2 - As comunicações e notificações, quando remetidas em suporte de papel, são endereçadas para o domicílio profissional e, quando remetidas em suporte eletrónico, para o endereço de correio eletrónico fornecido pela Ordem.

  Artigo 99.º
Formação contínua
1 - Os associados com inscrição em vigor devem frequentar periodicamente ações de formação contínua, com vista a assegurar o permanente acompanhamento da evolução teórica e prática do exercício da atividade, nos termos a definir em regulamento aprovado pela assembleia geral, sob proposta de cada um dos colégios profissionais.
2 - O regulamento referido no número anterior pode impor a realização de provas periódicas para a manutenção do exercício da atividade profissional de agente de execução ou para o uso de título de especialista.

  Artigo 100.º
Listas públicas dos associados e dos prestadores em livre prestação de serviços
1 - A Ordem deve manter listas públicas atualizadas, acessíveis no seu sítio na Internet, destinadas a dar a conhecer a todos os interessados informação relativa aos profissionais e sociedades aptas a exercer as funções de solicitador e de agente de execução em território nacional.

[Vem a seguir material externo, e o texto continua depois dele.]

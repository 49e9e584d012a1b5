//! Proof of knowledge of a discrete logarithm

use crate::group::{self, GENERATOR};
use crate::hash::TaggedHash;
use crate::types::{point_serde, scalar_serde};
use crate::{Error, Result};
use curve25519_dalek::{EdwardsPoint, Scalar};
use rand_core::{CryptoRng, RngCore};
use serde::{Deserialize, Serialize};

const DLOG_LABEL: &[u8] = b"tss-eddsa/zkp/dlog";

/// Proof of knowledge of `x` such that `X = x * G`
#[derive(Debug, Clone, Copy, PartialEq, Eq, Serialize, Deserialize)]
pub struct DlogProof {
    /// Commitment `alpha = a * G`
    #[serde(with = "point_serde")]
    pub alpha: EdwardsPoint,
    /// Response `t = a + c * x`
    #[serde(with = "scalar_serde")]
    pub t: Scalar,
}

fn challenge(session: &[u8], big_x: &EdwardsPoint, alpha: &EdwardsPoint) -> Scalar {
    TaggedHash::new(DLOG_LABEL)
        .chain(session)
        .chain(group::encode_point(big_x))
        .chain(group::encode_point(&GENERATOR))
        .chain(group::encode_point(alpha))
        .challenge()
}

impl DlogProof {
    /// Prove knowledge of `x` for the statement `big_x`
    ///
    /// `session` must be unique to the protocol run (and to the prover's slot
    /// within it); the same bytes are needed to verify.
    pub fn prove<R: RngCore + CryptoRng>(
        session: &[u8],
        x: &Scalar,
        big_x: &EdwardsPoint,
        rng: &mut R,
    ) -> Result<Self> {
        if !group::is_valid(big_x) {
            return Err(Error::InvalidWitness(
                "dlog statement is not a valid prime-order point".into(),
            ));
        }

        let a = Scalar::random(rng);
        let alpha = EdwardsPoint::mul_base(&a);
        let c = challenge(session, big_x, &alpha);

        Ok(Self { alpha, t: a + c * x })
    }

    /// Verify the proof for statement `big_x` under `session`
    pub fn verify(&self, session: &[u8], big_x: &EdwardsPoint) -> bool {
        if !group::is_valid(big_x) {
            return false;
        }
        let c = challenge(session, big_x, &self.alpha);

        EdwardsPoint::mul_base(&self.t) == self.alpha + big_x * c
    }
}

#[cfg(test)]
mod tests {
    use super::*;
    use curve25519_dalek::traits::Identity;
    use rand_chacha::ChaCha20Rng;
    use rand_core::SeedableRng;

    const SESSION: &[u8] = b"session-a";

    fn statement(rng: &mut ChaCha20Rng) -> (Scalar, EdwardsPoint) {
        let x = Scalar::random(rng);
        (x, EdwardsPoint::mul_base(&x))
    }

    #[test]
    fn test_prove_verify() {
        for seed in 0..16 {
            let mut rng = ChaCha20Rng::seed_from_u64(seed);
            let (x, big_x) = statement(&mut rng);
            let proof = DlogProof::prove(SESSION, &x, &big_x, &mut rng).unwrap();
            assert!(proof.verify(SESSION, &big_x));
        }
    }

    #[test]
    fn test_tampered_proof_rejected() {
        let mut rng = ChaCha20Rng::seed_from_u64(1);
        let (x, big_x) = statement(&mut rng);
        let proof = DlogProof::prove(SESSION, &x, &big_x, &mut rng).unwrap();

        let mut bad_t = proof;
        bad_t.t += Scalar::ONE;
        assert!(!bad_t.verify(SESSION, &big_x));

        let mut bad_alpha = proof;
        bad_alpha.alpha = EdwardsPoint::mul_base(&Scalar::random(&mut rng));
        assert!(!bad_alpha.verify(SESSION, &big_x));

        let (_, other_x) = statement(&mut rng);
        assert!(!proof.verify(SESSION, &other_x));
    }

    #[test]
    fn test_wrong_witness_rejected() {
        let mut rng = ChaCha20Rng::seed_from_u64(2);
        let (x, big_x) = statement(&mut rng);
        let proof = DlogProof::prove(SESSION, &(x + Scalar::ONE), &big_x, &mut rng).unwrap();
        assert!(!proof.verify(SESSION, &big_x));
    }

    #[test]
    fn test_cross_session_replay_rejected() {
        let mut rng = ChaCha20Rng::seed_from_u64(3);
        let (x, big_x) = statement(&mut rng);
        let proof = DlogProof::prove(b"session-a", &x, &big_x, &mut rng).unwrap();

        assert!(proof.verify(b"session-a", &big_x));
        assert!(!proof.verify(b"session-b", &big_x));
    }

    #[test]
    fn test_invalid_statement() {
        let mut rng = ChaCha20Rng::seed_from_u64(4);
        let identity = EdwardsPoint::identity();
        assert!(matches!(
            DlogProof::prove(SESSION, &Scalar::ONE, &identity, &mut rng),
            Err(Error::InvalidWitness(_))
        ));

        // a proof with t * G == alpha would pass for the identity statement
        let a = Scalar::random(&mut rng);
        let forged = DlogProof {
            alpha: EdwardsPoint::mul_base(&a),
            t: a,
        };
        assert!(!forged.verify(SESSION, &identity));
    }

    #[test]
    fn test_serde_rejects_non_canonical_scalar() {
        let mut rng = ChaCha20Rng::seed_from_u64(5);
        let (x, big_x) = statement(&mut rng);
        let proof = DlogProof::prove(SESSION, &x, &big_x, &mut rng).unwrap();

        let json = serde_json::to_value(proof).unwrap();
        let decoded: DlogProof = serde_json::from_value(json.clone()).unwrap();
        assert!(decoded.verify(SESSION, &big_x));

        let mut bad = json;
        bad["t"] = serde_json::json!(vec![0xffu8; 32]);
        assert!(serde_json::from_value::<DlogProof>(bad).is_err());
    }
}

2 - Das listas constam obrigatoriamente as seguintes informações:
a) Identificação profissional dos associados efetivos e estagiários, com indicação da atividade profissional exercida e especializações reconhecidas, domicílio profissional, eventuais escritórios secundários, número de cédula profissional, número fiscal, endereço de correio eletrónico obrigatório, contacto telefónico, datas de inscrição como associado efetivo e de associado dos colégios e número de apólice de seguro profissional ou garantia ou instrumento equivalente, quando obrigatório;
b) No que se refere especificamente a profissionais, ainda os cargos assumidos na Ordem;
c) No que se refere especificamente a sociedades de profissionais, ainda os seus números de registo, de identificação de pessoa coletiva, sócios profissionais, associados, gerentes ou administradores e capital social;
d) Identificação dos prestadores, equiparados a solicitadores, em regime de livre prestação de serviços em território nacional, com indicação dos domicílios profissionais referidos nos n.os 3 e 4 do artigo 139.º, a associação pública profissional de origem e da organização associativa de profissionais a que pertençam nesse mesmo Estado membro;
e) Identificação dos associados cuja inscrição tenha sido cancelada, ou suspensa por motivos disciplinares, com a indicação do nome ou firma profissional, cédula, número de identificação fiscal, último domicílio profissional, bem como identificação do associado responsável pela eventual liquidação do escritório ou sociedade;
f) Registo das sociedades extintas, ou em liquidação, com a indicação do número de identificação de pessoa coletiva, da última sede e dos últimos gerentes, administradores ou liquidatários;
g) Identificação dos associados relativamente aos quais tenha sido decretada a suspensão de designação para novos processos, prevista no artigo 167.º
3 - Compete ao conselho geral regulamentar a inserção de informação adicional, bem como a definição das regras de retificação, correção ou atualização dos dados constantes da lista e a forma de identificação de colaboradores ou serviços conexos com as atividades profissionais.